__YOUR OBJECTIVE__:
When you reach the line with "repository 3d474496f422e7e8" in the listing below, transcribe it and each line after it up to and including the line with "use std::sync::Arc;", exactly and with nothing else.

__PROVIDED DATA__:
------------------------------------------------

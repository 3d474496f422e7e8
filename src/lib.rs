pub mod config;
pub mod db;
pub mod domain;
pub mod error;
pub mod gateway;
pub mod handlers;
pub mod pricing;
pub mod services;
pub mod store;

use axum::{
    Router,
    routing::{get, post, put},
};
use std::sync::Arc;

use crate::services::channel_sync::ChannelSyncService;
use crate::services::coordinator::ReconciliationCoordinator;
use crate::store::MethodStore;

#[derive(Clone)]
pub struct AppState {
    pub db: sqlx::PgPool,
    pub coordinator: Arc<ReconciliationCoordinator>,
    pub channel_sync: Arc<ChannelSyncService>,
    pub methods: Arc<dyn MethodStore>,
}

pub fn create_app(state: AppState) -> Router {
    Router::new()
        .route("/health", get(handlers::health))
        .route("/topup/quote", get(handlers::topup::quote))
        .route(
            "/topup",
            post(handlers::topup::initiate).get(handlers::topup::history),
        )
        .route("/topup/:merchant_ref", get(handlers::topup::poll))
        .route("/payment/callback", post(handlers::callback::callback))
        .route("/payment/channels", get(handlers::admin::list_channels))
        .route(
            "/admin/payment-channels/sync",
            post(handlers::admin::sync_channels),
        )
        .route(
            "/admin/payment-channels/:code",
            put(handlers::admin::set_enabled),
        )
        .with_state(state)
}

------------------------------------------------

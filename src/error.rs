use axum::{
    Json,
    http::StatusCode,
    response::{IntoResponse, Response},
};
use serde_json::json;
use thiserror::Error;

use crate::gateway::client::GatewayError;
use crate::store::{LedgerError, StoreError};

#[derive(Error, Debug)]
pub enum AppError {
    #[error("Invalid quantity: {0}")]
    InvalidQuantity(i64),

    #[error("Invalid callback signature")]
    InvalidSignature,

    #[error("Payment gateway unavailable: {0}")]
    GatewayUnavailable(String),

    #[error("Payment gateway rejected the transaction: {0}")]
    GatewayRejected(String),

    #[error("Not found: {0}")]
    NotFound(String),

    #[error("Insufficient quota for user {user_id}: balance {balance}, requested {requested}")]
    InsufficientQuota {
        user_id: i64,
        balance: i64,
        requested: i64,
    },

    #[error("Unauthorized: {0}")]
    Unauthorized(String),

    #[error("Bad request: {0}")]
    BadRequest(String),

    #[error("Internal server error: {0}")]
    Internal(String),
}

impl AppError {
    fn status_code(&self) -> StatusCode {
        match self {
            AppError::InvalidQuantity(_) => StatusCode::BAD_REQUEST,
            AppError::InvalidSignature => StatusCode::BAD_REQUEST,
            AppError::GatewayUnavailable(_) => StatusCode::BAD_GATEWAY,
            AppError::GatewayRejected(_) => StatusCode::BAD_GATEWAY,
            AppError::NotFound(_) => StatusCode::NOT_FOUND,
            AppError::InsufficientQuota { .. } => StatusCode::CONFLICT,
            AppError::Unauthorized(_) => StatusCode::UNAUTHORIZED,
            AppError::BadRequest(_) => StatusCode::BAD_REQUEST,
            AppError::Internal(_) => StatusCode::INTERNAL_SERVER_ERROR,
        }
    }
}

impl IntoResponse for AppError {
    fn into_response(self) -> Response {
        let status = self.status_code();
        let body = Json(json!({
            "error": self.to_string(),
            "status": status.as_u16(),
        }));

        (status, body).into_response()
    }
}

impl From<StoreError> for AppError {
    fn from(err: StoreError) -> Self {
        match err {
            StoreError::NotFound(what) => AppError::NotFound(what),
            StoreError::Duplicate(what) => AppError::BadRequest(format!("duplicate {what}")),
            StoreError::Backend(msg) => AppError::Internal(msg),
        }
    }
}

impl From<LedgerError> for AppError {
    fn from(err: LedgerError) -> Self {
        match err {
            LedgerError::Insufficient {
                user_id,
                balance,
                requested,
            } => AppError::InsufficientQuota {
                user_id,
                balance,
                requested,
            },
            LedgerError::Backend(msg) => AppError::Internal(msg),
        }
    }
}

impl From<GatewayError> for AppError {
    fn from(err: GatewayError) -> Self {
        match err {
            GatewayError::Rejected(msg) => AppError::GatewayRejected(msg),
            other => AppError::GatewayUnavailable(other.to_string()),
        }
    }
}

------------------------------------------------

__SOLUTION FOR THIS TASK__:
repository 3d474496f422e7e8
filename src/lib.rs
pub mod config;
pub mod db;
pub mod domain;
pub mod error;
pub mod gateway;
pub mod handlers;
pub mod pricing;
pub mod services;
pub mod store;

use axum::{
    Router,
    routing::{get, post, put},
};
use std::sync::Arc;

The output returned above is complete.